Decisão do STF rejeita prisão domiciliar e amplia tensão política em Brasília
O ministro Alexandre de Moraes, do Supremo Tribunal Federalista, decidiu encaminhar o ex-presidente Jair Bolsonaro para o regime fechado, a ser cumprido no Multíplice Penitenciário da Papuda, em Brasília. A mandamento foi divulgada no término da tarde desta quinta-feira, 15, e provocou reação imediata de aliados do ex-chefe do Executivo.
Bolsonaro foi sentenciado, em setembro, a 27 anos e 3 meses de prisão pelos crimes de suposta tentativa de golpe de Estado, organização criminosa armada e dano qualificado. O julgamento foi marcado por possante repercussão política e caráter inédito.
Recurso rejeitado e realização da pena liberada
A Primeira Turma do STF rejeitou o recurso apresentado pela resguardo do ex-presidente. Na segunda-feira, 17, a Incisão publicou a ata do julgamento, lanço formal que abriu caminho para a elaboração do novo acórdão e, na sequência, para o início da realização definitiva da pena.
Com isso, o Supremo afastou alternativas defendidas pela resguardo, uma vez que a prisão domiciliar imediata ou o cumprimento da pena em unidade militar.
Regimento dos Militares é descartado pela Incisão
Segundo aliados de Bolsonaro, a decisão ignora a emprego do Regimento dos Militares, que prevê o cumprimento de pena em organização militar quando não houver unidade adequada. O STF, no entanto, entendeu que a norma não se aplica ao caso.
Na avaliação de ministros da Incisão, conceder prisão domiciliar depois o trânsito em julgado representaria uma flexibilização inédita em mais de quatro décadas e criaria um “precedente irreversível”. Também haveria risco de tratamento diferenciado para outros militares condenados pelos atos de 8 de janeiro, uma vez que Walter Braga Netto, Augusto Heleno e Paulo Sérgio Nogueira.
Visitas à Papuda intensificam pressão política
A decisão foi tomada apesar das tentativas de aliados para evitar a transferência. Uma comitiva liderada pela senadora Damares Alves visitou a Papuda e divulgou um relatório apontando “graves violações de direitos humanos” no presídio.

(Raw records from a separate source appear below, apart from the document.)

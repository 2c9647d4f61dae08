use super::Vec3;

/// Row-major 4x4 matrix.
///
/// Points are column vectors: `clip = m * [x, y, z, 1]`.
#[derive(Debug, Copy, Clone, PartialEq)]
pub struct Mat4 {
    pub rows: [[f64; 4]; 4],
}

impl Default for Mat4 {
    fn default() -> Self {
        Self::IDENTITY
    }
}

impl Mat4 {
    pub const IDENTITY: Self = Self {
        rows: [
            [1.0, 0.0, 0.0, 0.0],
            [0.0, 1.0, 0.0, 0.0],
            [0.0, 0.0, 1.0, 0.0],
            [0.0, 0.0, 0.0, 1.0],
        ],
    };

    pub fn from_rows(rows: [[f64; 4]; 4]) -> Self {
        Self { rows }
    }

    pub fn translation(t: Vec3) -> Self {
        let mut m = Self::IDENTITY;
        m.rows[0][3] = t.x;
        m.rows[1][3] = t.y;
        m.rows[2][3] = t.z;
        m
    }

    pub fn scale(s: Vec3) -> Self {
        let mut m = Self::IDENTITY;
        m.rows[0][0] = s.x;
        m.rows[1][1] = s.y;
        m.rows[2][2] = s.z;
        m
    }

    /// Orthographic projection mapping the box to the `[-1, 1]` xy clip cube
    /// and `[0, 1]` depth.
    pub fn orthographic(
        left: f64,
        right: f64,
        bottom: f64,
        top: f64,
        near: f64,
        far: f64,
    ) -> Self {
        let w = right - left;
        let h = top - bottom;
        let d = far - near;
        Self::from_rows([
            [2.0 / w, 0.0, 0.0, -(right + left) / w],
            [0.0, 2.0 / h, 0.0, -(top + bottom) / h],
            [0.0, 0.0, -1.0 / d, -near / d],
            [0.0, 0.0, 0.0, 1.0],
        ])
    }

    /// Right-handed perspective projection with `[0, 1]` depth.
    pub fn perspective(fov_y_rad: f64, aspect: f64, near: f64, far: f64) -> Self {
        let f = 1.0 / (fov_y_rad * 0.5).tan();
        let d = near - far;
        Self::from_rows([
            [f / aspect, 0.0, 0.0, 0.0],
            [0.0, f, 0.0, 0.0],
            [0.0, 0.0, far / d, near * far / d],
            [0.0, 0.0, -1.0, 0.0],
        ])
    }

    /// Right-handed view matrix looking from `eye` at `target`.
    ///
    /// Returns `None` when `eye == target` or `up` is parallel to the view
    /// direction.
    pub fn look_at(eye: Vec3, target: Vec3, up: Vec3) -> Option<Self> {
        let f = (target - eye).normalized()?;
        let s = f.cross(up).normalized()?;
        let u = s.cross(f);
        Some(Self::from_rows([
            [s.x, s.y, s.z, -s.dot(eye)],
            [u.x, u.y, u.z, -u.dot(eye)],
            [-f.x, -f.y, -f.z, f.dot(eye)],
            [0.0, 0.0, 0.0, 1.0],
        ]))
    }

    pub fn mul(&self, other: &Self) -> Self {
        let mut out = [[0.0; 4]; 4];
        for (r, row) in out.iter_mut().enumerate() {
            for (c, cell) in row.iter_mut().enumerate() {
                *cell = (0..4).map(|k| self.rows[r][k] * other.rows[k][c]).sum();
            }
        }
        Self { rows: out }
    }

    /// Transforms a point, returning homogeneous `[x, y, z, w]`.
    pub fn transform_point4(&self, p: Vec3) -> [f64; 4] {
        let v = [p.x, p.y, p.z, 1.0];
        let mut out = [0.0; 4];
        for (r, cell) in out.iter_mut().enumerate() {
            *cell = (0..4).map(|k| self.rows[r][k] * v[k]).sum();
        }
        out
    }

    /// Transforms a point assuming an affine matrix (no perspective divide).
    pub fn transform_point(&self, p: Vec3) -> Vec3 {
        let [x, y, z, _] = self.transform_point4(p);
        Vec3::new(x, y, z)
    }
}

#[cfg(test)]
mod tests {
    use super::Mat4;
    use crate::math::Vec3;

    #[test]
    fn identity_is_neutral() {
        let t = Mat4::translation(Vec3::new(1.0, 2.0, 3.0));
        assert_eq!(t.mul(&Mat4::IDENTITY), t);
        assert_eq!(Mat4::IDENTITY.mul(&t), t);
    }

    #[test]
    fn translation_then_scale_composes_right_to_left() {
        let m = Mat4::scale(Vec3::new(2.0, 2.0, 2.0))
            .mul(&Mat4::translation(Vec3::new(1.0, 0.0, 0.0)));
        assert_eq!(
            m.transform_point(Vec3::new(1.0, 1.0, 1.0)),
            Vec3::new(4.0, 2.0, 2.0)
        );
    }

    #[test]
    fn orthographic_maps_box_corners_to_clip_cube() {
        let m = Mat4::orthographic(0.0, 100.0, 0.0, 50.0, 0.0, 10.0);
        let [x, y, _, w] = m.transform_point4(Vec3::new(100.0, 50.0, 0.0));
        assert_eq!((x / w, y / w), (1.0, 1.0));
        let [x, y, _, w] = m.transform_point4(Vec3::new(0.0, 0.0, 0.0));
        assert_eq!((x / w, y / w), (-1.0, -1.0));
    }

    #[test]
    fn perspective_puts_points_behind_eye_at_negative_w() {
        let view = Mat4::look_at(
            Vec3::new(0.0, 0.0, 10.0),
            Vec3::ZERO,
            Vec3::new(0.0, 1.0, 0.0),
        )
        .expect("valid view");
        let vp = Mat4::perspective(1.0, 1.0, 0.1, 100.0).mul(&view);
        assert!(vp.transform_point4(Vec3::ZERO)[3] > 0.0);
        assert!(vp.transform_point4(Vec3::new(0.0, 0.0, 20.0))[3] < 0.0);
    }

    #[test]
    fn look_at_rejects_degenerate_input() {
        assert!(Mat4::look_at(Vec3::ZERO, Vec3::ZERO, Vec3::new(0.0, 1.0, 0.0)).is_none());
    }
}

Entre os problemas listados estão pouquidade de médico 24 horas, sustento inadequada, falta de medicamentos, triagem de urgência realizada por policiais penais sem preparo técnico, sujeição do Samu para emergências e a lentidão no atendimento de Cleriston Pereira da Cunha, sabido uma vez que Clezão, que morreu na unidade em 2023.
O documento foi guiado a órgãos nacionais e internacionais de direitos humanos e serviu de base para pedidos da resguardo, que pleiteou prisão domiciliar ou, ao menos, cumprimento da pena em unidade militar. Também foram citados riscos relacionados à presença de facções criminosas e vídeos de detentos comemorando a itinerário eleitoral de Bolsonaro em 2022.
Avaliação técnica e argumento jurídico
Consultores da Câmara dos Deputados e do Senado elaboraram estudo técnica indicando que, do ponto de vista estrutural, as Forças Armadas teriam melhores condições para atender Bolsonaro, inclusive pela proximidade de hospitais militares. A residência do ex-presidente, no Jardim Botânico, ficaria a mais de 20 minutos do Hospital das Forças Armadas.
Mesmo assim, fontes do STF afirmam que o vista logístico não se sobrepõe ao marco jurídico. Para a Incisão, Bolsonaro foi sentenciado por crimes comuns, com decisão transitada em julgado, o que exige cumprimento da pena em regime fechado, sem base permitido para emprego do Regimento dos Militares.
Transferência amplia clima de confronto político
A ida de Bolsonaro para um presídio generalidade intensificou a tensão política em Brasília. Aliados do ex-presidente afirmam que a medida tem caráter simbólico e representa perseguição política. Parlamentares que visitaram a Papuda relataram preocupação com a segurança do ex-chefe do Executivo e defendem isolamento totalidade para preservar sua integridade física.
A resguardo deve martelar no argumento de que Bolsonaro apresenta quadro médico instável e necessita de atendimento especializado permanente, incompatível com a estrutura do sistema prisional generalidade.
A decisão ocorre em um momento de possante pressão institucional na capital federalista, em meio a debates sobre a indicação de Jorge Messias ao STF, a votação do PL Antifacção, uma “taxa petardo” anunciada pelo Senado com impacto bilionário nas contas públicas e o desgaste crescente em torno das decisões de Alexandre de Moraes.